** Instructions to follow **
Your output should be the line with "each histogram bucket." plus all following lines to the end of the records, exactly as written and nothing more.
======== Supplied data
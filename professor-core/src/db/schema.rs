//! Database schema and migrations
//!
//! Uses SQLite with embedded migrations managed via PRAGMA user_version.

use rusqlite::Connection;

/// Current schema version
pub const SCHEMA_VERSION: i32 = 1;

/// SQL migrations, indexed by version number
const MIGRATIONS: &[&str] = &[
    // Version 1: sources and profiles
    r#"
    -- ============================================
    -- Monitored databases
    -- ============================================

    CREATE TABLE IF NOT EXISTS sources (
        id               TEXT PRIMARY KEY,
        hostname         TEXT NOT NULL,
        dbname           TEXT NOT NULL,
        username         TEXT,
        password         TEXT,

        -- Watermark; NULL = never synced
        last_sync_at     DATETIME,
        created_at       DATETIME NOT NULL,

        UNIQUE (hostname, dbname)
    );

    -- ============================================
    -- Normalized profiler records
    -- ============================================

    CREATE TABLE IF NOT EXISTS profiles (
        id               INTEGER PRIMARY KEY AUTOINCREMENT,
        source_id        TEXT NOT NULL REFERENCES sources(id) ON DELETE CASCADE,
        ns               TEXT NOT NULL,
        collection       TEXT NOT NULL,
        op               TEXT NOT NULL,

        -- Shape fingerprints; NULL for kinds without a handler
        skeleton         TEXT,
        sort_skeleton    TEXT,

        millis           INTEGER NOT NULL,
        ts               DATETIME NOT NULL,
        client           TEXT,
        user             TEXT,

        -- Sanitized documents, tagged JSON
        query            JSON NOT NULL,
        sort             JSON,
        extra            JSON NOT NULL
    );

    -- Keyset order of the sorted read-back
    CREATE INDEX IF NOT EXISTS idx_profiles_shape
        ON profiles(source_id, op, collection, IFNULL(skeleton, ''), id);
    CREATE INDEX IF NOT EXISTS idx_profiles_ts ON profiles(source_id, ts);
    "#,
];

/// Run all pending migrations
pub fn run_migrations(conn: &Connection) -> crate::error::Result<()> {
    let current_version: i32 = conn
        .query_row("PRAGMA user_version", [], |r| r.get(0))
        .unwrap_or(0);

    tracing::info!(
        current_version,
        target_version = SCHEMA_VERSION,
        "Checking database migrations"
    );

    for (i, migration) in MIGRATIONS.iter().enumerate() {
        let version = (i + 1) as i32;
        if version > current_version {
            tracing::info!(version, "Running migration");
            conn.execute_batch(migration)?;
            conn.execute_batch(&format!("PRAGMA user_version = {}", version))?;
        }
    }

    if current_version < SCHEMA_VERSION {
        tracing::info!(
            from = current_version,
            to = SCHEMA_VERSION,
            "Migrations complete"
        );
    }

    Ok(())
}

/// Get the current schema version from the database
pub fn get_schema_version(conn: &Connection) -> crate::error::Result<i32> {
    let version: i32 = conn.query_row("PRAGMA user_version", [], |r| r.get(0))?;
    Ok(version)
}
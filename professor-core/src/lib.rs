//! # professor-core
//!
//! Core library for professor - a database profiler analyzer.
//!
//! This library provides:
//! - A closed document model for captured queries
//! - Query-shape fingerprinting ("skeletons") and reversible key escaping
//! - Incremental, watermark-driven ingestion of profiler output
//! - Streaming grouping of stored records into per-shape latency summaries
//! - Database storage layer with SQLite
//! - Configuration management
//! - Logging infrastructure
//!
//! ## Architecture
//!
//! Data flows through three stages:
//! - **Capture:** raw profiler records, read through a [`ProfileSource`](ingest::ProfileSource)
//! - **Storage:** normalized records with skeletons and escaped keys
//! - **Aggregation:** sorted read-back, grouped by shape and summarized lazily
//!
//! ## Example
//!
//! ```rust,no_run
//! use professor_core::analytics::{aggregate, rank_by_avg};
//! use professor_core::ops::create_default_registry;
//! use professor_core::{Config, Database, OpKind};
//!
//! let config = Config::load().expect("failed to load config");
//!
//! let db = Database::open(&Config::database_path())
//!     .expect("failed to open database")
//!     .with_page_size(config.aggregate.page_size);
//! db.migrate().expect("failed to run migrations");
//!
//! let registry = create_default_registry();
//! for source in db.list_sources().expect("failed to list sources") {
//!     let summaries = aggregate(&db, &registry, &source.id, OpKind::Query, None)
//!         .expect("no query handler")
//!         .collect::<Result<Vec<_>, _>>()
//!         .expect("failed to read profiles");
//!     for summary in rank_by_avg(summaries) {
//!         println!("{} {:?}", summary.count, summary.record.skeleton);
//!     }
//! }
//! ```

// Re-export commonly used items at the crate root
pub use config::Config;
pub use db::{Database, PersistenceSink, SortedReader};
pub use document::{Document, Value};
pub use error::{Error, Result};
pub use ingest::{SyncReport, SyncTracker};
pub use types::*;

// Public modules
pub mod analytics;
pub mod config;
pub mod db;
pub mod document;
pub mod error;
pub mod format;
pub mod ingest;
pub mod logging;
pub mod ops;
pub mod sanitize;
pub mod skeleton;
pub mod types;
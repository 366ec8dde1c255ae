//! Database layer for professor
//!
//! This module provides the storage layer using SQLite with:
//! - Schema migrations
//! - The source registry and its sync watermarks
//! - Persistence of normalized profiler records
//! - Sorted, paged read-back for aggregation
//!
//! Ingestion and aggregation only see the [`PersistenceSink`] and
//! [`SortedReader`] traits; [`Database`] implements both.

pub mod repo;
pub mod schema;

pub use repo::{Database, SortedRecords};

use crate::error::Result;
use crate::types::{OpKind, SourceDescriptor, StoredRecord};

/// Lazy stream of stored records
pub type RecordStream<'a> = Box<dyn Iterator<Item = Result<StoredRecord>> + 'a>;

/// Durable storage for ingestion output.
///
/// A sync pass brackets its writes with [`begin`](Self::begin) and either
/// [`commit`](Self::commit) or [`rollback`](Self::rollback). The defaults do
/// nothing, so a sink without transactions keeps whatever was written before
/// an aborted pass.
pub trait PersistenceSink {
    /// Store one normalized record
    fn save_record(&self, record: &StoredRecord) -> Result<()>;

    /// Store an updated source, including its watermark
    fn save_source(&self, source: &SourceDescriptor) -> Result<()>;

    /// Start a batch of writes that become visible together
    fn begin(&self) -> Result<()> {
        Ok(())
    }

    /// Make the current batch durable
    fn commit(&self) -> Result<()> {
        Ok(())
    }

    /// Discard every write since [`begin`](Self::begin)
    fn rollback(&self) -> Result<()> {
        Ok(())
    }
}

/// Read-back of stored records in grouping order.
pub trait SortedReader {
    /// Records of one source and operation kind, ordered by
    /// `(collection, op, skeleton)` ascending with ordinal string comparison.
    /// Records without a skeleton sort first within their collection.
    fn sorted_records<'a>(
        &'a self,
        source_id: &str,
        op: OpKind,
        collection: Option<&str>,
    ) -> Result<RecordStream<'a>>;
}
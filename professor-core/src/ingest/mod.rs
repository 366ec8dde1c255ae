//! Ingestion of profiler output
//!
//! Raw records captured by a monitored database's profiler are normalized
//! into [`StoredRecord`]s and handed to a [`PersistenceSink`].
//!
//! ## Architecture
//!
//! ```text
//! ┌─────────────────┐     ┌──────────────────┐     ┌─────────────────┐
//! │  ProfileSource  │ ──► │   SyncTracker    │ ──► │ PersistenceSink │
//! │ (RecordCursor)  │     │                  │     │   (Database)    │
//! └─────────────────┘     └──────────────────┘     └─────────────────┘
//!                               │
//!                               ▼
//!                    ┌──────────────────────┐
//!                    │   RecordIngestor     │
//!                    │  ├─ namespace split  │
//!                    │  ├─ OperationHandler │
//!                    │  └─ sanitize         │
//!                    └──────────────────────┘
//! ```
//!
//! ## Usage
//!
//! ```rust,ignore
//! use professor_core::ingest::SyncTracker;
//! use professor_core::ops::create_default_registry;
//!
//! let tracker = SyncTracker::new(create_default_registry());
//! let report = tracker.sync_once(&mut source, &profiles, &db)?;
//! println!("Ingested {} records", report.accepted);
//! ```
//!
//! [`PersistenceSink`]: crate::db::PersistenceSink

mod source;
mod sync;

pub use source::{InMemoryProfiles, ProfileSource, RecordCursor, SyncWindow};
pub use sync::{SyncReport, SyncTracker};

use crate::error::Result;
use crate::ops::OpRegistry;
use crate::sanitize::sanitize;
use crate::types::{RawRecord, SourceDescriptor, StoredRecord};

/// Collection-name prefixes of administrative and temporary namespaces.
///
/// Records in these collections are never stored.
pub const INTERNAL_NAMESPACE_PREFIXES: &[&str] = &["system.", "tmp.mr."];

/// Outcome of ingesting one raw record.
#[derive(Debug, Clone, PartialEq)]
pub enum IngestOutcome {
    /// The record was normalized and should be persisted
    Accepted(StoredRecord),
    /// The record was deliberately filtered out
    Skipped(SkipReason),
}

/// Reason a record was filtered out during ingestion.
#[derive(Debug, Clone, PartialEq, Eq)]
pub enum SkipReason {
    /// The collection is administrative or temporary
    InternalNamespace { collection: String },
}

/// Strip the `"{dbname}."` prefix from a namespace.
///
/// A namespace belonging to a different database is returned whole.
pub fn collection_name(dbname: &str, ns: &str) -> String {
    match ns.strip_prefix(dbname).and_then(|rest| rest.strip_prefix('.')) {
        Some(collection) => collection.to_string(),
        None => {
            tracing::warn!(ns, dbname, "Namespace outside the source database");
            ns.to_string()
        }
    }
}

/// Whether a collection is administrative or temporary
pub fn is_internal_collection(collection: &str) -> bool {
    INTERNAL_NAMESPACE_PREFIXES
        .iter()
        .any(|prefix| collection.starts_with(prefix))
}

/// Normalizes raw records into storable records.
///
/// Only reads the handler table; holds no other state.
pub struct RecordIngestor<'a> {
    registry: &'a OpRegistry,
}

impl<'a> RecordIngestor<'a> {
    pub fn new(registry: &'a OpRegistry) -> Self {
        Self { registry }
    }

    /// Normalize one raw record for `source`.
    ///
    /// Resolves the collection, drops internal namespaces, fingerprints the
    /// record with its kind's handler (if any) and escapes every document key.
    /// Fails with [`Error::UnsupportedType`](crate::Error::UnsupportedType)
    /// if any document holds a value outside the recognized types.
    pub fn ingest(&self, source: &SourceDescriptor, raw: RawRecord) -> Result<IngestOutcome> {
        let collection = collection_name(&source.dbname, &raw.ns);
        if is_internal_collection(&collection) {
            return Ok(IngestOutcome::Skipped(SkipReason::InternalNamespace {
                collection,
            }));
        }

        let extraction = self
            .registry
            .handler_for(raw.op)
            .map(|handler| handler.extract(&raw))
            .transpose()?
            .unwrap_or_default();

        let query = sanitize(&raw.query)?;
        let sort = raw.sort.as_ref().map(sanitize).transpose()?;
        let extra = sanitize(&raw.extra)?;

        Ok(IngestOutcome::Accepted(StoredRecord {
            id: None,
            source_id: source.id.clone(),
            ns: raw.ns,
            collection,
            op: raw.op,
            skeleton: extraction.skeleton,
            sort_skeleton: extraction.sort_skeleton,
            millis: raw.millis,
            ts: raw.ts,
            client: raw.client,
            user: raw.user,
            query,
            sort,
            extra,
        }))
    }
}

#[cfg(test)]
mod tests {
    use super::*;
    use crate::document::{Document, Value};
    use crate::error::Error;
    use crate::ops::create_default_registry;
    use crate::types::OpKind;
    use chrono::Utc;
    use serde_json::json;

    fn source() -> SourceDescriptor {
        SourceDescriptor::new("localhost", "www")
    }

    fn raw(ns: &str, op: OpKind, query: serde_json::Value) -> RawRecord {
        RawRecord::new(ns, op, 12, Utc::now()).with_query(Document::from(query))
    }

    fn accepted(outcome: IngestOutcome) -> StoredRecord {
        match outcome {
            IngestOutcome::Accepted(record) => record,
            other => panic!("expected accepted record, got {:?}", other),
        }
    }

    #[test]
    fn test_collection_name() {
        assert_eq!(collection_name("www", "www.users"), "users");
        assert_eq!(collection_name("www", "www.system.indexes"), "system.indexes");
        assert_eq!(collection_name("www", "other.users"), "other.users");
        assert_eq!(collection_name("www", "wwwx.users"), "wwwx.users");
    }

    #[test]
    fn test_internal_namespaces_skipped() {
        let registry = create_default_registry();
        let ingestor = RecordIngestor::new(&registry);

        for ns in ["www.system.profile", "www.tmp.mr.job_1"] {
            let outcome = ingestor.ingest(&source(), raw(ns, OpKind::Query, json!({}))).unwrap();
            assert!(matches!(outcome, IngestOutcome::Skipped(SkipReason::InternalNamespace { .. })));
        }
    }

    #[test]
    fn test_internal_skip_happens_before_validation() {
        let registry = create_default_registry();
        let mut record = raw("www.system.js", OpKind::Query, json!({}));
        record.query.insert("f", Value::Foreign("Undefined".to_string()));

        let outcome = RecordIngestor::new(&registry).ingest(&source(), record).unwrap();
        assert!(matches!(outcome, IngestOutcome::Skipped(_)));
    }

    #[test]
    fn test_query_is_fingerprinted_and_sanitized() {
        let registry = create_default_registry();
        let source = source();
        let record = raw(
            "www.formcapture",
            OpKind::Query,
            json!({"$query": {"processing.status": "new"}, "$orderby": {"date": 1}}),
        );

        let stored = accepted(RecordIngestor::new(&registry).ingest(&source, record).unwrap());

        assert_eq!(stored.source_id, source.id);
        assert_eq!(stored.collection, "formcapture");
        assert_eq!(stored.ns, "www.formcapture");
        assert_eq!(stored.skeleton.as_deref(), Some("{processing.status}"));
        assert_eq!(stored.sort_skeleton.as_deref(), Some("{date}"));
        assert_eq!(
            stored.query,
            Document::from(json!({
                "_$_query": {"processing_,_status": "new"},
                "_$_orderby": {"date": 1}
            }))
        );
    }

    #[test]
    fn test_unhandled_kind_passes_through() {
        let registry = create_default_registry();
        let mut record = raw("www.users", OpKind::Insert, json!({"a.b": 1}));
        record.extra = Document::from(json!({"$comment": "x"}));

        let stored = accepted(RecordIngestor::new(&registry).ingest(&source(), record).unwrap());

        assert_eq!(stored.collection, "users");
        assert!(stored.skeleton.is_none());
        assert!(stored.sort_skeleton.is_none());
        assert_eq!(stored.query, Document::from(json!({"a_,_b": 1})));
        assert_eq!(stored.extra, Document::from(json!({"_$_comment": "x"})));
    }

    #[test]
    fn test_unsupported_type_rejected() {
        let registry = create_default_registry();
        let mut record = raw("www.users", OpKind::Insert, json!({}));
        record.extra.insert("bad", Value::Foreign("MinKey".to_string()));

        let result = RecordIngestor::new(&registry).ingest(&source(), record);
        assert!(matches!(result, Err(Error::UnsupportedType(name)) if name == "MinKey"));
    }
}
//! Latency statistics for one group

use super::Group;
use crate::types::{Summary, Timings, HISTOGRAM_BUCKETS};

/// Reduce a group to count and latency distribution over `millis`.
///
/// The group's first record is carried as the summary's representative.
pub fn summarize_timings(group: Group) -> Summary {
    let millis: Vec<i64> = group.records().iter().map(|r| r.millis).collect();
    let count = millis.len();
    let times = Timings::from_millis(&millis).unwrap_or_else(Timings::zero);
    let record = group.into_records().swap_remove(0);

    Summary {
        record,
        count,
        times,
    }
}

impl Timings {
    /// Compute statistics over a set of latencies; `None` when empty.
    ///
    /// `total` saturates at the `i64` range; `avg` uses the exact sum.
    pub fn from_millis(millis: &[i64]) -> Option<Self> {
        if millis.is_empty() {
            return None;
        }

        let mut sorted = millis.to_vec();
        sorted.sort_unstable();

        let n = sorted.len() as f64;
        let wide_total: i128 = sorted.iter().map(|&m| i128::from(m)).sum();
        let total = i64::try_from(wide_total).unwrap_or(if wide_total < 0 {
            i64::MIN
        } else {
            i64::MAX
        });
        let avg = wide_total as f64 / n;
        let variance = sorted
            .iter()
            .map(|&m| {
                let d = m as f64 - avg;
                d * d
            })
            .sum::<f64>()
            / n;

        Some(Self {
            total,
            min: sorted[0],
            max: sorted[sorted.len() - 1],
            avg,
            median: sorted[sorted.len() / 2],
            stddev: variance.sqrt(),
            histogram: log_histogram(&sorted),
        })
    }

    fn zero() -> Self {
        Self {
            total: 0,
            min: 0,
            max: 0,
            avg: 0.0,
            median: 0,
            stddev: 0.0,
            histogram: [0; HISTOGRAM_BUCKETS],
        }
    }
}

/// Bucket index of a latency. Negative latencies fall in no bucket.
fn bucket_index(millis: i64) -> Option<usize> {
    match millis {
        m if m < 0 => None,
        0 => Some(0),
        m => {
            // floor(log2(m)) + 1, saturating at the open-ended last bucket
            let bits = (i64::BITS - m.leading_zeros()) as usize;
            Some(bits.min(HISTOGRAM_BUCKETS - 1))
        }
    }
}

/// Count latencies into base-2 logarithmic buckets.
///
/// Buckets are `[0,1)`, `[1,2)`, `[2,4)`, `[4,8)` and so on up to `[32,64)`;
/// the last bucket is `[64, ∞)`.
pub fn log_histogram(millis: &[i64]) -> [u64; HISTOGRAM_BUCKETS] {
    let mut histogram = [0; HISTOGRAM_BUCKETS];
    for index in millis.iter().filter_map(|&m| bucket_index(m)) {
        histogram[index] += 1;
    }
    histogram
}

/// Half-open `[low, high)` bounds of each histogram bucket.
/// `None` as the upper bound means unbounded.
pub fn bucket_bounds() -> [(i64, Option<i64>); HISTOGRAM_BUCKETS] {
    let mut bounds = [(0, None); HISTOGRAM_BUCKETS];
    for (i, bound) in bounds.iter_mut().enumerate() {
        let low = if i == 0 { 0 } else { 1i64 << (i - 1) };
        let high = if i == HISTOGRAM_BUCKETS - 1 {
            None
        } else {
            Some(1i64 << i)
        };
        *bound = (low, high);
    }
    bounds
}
================
** Result of the task **
/// Half-open `[low, high)` bounds of each histogram bucket.
/// `None` as the upper bound means unbounded.
pub fn bucket_bounds() -> [(i64, Option<i64>); HISTOGRAM_BUCKETS] {
    let mut bounds = [(0, None); HISTOGRAM_BUCKETS];
    for (i, bound) in bounds.iter_mut().enumerate() {
        let low = if i == 0 { 0 } else { 1i64 << (i - 1) };
        let high = if i == HISTOGRAM_BUCKETS - 1 {
            None
        } else {
            Some(1i64 << i)
        };
        *bound = (low, high);
    }
    bounds
}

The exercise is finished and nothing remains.